While I am not married, nor do I have kids, plenty of my co-residents do. Some of them have spouses in medicine but many do not and I know they are always looking for ways to spend more time with their families. It is hard but not impossible. You have to accept that you may miss important events due to our schedule. And it does not necessarily get better as you become an attending- they don’t have any rules governing the number of hours they can work! Certain specialties are more predictable with few emergent cases (such as surgical oncology, colorectal surgery, endocrine surgery). Cardiac, thoracic, vascular and transplant surgery probably have the hardest and most unpredictable lifestyles.
I do think that I have managed to have somewhat of a good “social life” outside of residency. Mostly this consists of hanging out with friends and going out to dinner. I also try to get to the gym several times a week. I’ve managed to keep up my hobby of cooking and baking and even started a baking blog during residency. Some co-residents have run marathons and ironmans. Others are avid hikers and fishermen. You may have to sacrifice some sleep to pursue your outside life, but as surgeons we are used to that!
Q. What do you wish you had known before starting med school and/or residency?

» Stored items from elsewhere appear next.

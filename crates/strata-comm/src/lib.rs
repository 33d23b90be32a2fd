//! # Strata Comm
//!
//! Communication layer of the Strata framework. This crate provides a
//! [`Communicator`](comm::Communicator) trait that isolates the layered
//! redistribution and scaling code from the transport, plus the
//! [`GridTopology`](grid::GridTopology) of a layered (3-D) process grid.
//!
//! ## Available backends
//!
//! | Backend | Feature flag | Status |
//! |---------|-------------|--------|
//! | Single process ([`SelfComm`]) | always | Implemented |
//! | Thread group ([`LocalComm`], Rayon launcher) | `local` (default) | Implemented |
//! | Message passing | none | Not provided; implement [`Communicator`] |

pub mod comm;
pub mod grid;
pub mod local;
pub mod serial;

pub use comm::{CommError, Communicator, Element, Layout, ReduceOp, Reducible};
pub use grid::{Grid3d, GridTopology, COORDINATOR};
pub use local::{local_grids, LocalComm, LocalGroup};
pub use serial::SelfComm;

#[cfg(feature = "local")]
pub use local::run_grid;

I think the best advice I can give is to try to make the most of the time you have before medical school and residency. While it is important to establish an interest in medicine via research, volunteering, etc., it is also important to experience fields outside of medicine. So if you want to major in Philosophy or English Literature, you should! Medical schools these days are looking for well-rounded students these days. They want students who enjoy what they do and are going to be happy in medicine and I think having interests outside of medicine is important for that. You will have the rest of your life after medical school to devote to medicine, so if there is something you really want to do now, you should do it! It may at least make for an interesting story for your personal statement.